(Collected data)
********************

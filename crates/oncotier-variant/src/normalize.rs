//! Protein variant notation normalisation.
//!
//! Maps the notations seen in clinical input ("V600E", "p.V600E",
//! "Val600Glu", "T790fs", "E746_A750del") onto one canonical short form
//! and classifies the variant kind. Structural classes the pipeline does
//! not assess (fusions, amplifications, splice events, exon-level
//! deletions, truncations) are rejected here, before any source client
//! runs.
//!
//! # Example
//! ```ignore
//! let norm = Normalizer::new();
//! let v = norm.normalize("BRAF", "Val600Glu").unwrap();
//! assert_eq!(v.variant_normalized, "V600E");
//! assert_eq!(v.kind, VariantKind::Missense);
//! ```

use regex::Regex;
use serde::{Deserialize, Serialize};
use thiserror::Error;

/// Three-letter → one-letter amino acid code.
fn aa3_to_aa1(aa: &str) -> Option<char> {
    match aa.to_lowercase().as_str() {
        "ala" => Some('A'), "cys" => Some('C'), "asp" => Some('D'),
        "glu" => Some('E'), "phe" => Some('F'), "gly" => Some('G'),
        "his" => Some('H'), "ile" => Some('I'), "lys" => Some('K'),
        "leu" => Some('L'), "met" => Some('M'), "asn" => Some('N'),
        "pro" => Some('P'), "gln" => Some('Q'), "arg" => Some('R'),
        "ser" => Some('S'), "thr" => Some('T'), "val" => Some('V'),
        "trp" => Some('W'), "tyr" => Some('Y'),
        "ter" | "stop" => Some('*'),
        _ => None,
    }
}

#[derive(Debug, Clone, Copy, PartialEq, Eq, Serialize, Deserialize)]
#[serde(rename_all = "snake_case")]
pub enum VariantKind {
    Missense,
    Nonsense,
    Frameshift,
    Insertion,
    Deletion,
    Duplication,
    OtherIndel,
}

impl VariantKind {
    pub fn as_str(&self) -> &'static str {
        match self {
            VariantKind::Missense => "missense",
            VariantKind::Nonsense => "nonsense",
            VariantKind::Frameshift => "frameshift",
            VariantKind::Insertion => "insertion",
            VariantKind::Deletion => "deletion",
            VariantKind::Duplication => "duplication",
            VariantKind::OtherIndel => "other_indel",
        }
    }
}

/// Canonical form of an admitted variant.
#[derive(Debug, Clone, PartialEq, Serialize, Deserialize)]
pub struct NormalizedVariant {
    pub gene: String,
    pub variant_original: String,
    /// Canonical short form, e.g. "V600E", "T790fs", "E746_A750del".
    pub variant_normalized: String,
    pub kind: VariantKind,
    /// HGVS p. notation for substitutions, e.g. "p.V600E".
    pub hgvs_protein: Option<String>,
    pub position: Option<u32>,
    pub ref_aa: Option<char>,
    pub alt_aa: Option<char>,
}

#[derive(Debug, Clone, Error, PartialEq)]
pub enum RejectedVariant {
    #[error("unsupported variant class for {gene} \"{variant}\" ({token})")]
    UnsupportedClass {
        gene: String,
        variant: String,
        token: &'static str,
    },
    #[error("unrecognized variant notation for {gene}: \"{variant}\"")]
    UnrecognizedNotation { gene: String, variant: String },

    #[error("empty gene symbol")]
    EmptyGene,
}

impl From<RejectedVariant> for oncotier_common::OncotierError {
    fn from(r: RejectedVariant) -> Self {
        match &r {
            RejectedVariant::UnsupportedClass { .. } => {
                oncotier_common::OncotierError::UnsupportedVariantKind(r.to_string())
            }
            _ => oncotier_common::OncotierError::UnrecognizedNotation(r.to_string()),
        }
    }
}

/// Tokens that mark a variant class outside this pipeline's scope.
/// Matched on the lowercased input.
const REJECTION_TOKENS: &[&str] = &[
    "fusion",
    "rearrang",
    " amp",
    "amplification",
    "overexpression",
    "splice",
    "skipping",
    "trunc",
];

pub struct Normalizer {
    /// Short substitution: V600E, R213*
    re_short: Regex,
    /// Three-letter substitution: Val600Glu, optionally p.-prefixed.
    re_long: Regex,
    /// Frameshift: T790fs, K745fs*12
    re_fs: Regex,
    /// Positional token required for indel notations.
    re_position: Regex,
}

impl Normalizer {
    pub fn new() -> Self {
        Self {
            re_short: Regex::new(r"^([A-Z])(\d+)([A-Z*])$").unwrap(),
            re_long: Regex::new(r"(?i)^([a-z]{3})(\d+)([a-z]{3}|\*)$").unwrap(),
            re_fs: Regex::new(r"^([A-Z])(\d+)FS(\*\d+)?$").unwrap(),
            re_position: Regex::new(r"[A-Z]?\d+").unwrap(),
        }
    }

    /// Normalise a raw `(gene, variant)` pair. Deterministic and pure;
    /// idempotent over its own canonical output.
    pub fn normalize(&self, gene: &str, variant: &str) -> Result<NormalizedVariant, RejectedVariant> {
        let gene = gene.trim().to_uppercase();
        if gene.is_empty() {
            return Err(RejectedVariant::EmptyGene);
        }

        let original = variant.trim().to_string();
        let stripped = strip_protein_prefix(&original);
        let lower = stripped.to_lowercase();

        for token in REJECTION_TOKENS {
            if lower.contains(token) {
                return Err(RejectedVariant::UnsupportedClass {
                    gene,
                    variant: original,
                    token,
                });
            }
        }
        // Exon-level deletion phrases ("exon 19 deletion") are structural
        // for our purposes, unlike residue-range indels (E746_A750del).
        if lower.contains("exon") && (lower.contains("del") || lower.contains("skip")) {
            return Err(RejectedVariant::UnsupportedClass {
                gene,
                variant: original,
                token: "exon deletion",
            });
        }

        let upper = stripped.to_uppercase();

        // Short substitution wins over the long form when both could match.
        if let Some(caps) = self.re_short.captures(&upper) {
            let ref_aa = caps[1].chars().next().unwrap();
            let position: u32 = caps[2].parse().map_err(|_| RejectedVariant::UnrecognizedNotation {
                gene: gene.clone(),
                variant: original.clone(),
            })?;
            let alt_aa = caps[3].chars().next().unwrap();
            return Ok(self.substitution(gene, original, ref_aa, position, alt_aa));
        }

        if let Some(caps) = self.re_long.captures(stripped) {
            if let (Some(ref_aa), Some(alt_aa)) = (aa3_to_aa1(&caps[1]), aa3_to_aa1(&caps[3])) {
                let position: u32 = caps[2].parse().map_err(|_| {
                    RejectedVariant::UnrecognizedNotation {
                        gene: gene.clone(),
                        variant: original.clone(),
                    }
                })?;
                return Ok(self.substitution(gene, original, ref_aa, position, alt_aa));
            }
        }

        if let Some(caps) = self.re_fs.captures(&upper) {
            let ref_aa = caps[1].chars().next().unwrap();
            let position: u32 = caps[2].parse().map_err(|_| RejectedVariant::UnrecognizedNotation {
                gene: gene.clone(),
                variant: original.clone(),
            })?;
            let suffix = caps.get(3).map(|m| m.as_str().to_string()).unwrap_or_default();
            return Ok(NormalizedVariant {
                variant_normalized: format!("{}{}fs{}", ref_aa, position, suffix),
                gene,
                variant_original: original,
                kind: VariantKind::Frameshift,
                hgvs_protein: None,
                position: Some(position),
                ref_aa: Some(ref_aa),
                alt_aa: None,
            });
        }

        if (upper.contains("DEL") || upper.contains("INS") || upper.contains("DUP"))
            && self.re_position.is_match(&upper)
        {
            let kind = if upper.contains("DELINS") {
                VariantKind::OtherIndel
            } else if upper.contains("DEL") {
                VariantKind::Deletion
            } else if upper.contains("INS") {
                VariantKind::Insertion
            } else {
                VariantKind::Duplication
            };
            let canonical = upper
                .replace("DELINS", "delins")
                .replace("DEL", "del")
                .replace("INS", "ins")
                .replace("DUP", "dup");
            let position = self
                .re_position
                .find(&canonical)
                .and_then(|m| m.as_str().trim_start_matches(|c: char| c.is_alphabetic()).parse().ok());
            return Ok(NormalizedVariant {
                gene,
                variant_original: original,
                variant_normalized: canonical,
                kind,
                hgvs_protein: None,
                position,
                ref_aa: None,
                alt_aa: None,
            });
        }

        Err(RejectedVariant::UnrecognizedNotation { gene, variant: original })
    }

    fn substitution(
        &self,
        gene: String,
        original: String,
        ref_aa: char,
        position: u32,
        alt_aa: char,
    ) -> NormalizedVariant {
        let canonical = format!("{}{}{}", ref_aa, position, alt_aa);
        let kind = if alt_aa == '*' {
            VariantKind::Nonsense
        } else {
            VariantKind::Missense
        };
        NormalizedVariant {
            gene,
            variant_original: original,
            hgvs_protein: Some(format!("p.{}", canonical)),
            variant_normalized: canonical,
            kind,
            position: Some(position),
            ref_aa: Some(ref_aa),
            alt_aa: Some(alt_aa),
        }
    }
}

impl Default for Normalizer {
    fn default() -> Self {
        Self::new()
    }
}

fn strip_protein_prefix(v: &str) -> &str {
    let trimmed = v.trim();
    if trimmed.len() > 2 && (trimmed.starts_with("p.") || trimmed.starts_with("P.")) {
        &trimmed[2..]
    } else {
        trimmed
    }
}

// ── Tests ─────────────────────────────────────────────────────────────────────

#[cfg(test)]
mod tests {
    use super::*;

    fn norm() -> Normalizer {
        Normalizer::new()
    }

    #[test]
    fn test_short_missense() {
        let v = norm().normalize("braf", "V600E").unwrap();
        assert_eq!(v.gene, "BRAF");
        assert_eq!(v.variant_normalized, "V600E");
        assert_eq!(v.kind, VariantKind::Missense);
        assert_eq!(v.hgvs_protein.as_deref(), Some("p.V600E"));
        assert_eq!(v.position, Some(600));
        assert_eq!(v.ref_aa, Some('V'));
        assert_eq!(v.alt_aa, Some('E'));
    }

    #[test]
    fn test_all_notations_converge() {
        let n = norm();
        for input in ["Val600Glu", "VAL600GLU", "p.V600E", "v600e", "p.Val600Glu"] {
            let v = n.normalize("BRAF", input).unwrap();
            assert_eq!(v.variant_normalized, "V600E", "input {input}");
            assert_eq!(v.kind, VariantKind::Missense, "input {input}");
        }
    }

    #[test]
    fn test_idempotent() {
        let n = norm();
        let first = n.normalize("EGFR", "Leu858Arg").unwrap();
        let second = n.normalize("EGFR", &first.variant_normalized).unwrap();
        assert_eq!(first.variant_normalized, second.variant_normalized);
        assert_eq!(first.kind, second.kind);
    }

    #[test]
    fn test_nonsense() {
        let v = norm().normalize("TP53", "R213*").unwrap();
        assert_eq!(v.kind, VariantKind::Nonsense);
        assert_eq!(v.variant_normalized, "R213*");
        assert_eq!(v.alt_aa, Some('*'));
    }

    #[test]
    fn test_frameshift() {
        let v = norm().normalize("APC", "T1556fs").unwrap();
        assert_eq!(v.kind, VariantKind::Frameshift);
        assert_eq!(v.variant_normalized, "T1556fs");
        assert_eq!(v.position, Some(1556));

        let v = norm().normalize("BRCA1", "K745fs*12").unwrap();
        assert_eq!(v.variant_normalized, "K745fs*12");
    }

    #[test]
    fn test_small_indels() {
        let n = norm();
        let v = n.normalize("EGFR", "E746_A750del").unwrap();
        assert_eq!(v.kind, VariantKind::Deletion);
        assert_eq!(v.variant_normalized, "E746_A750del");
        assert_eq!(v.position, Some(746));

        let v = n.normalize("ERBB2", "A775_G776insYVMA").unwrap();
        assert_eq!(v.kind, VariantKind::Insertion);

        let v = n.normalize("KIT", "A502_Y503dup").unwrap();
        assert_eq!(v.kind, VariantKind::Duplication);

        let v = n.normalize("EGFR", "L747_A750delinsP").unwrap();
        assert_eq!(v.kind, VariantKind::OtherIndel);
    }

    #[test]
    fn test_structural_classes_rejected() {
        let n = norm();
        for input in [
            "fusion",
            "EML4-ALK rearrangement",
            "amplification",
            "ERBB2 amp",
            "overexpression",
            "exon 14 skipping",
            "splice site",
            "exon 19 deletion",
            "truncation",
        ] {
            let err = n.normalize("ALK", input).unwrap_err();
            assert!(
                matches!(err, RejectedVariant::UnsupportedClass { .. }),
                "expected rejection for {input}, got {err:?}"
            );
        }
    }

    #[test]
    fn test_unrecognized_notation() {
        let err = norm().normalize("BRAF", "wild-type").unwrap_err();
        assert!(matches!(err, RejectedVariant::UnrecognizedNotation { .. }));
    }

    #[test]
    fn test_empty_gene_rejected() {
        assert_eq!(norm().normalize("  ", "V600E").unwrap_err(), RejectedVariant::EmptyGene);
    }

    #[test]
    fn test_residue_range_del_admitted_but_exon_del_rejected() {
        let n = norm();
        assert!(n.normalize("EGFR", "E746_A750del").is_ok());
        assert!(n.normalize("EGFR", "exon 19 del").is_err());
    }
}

********************

All that should be written out is the stretch of lines above between the one holding "this pipeline's scope." and the one holding "Deterministic and pure;", inclusive, exactly as given.

/// Tokens that mark a variant class outside this pipeline's scope.
/// Matched on the lowercased input.
const REJECTION_TOKENS: &[&str] = &[
    "fusion",
    "rearrang",
    " amp",
    "amplification",
    "overexpression",
    "splice",
    "skipping",
    "trunc",
];

pub struct Normalizer {
    /// Short substitution: V600E, R213*
    re_short: Regex,
    /// Three-letter substitution: Val600Glu, optionally p.-prefixed.
    re_long: Regex,
    /// Frameshift: T790fs, K745fs*12
    re_fs: Regex,
    /// Positional token required for indel notations.
    re_position: Regex,
}

impl Normalizer {
    pub fn new() -> Self {
        Self {
            re_short: Regex::new(r"^([A-Z])(\d+)([A-Z*])$").unwrap(),
            re_long: Regex::new(r"(?i)^([a-z]{3})(\d+)([a-z]{3}|\*)$").unwrap(),
            re_fs: Regex::new(r"^([A-Z])(\d+)FS(\*\d+)?$").unwrap(),
            re_position: Regex::new(r"[A-Z]?\d+").unwrap(),
        }
    }

    /// Normalise a raw `(gene, variant)` pair. Deterministic and pure;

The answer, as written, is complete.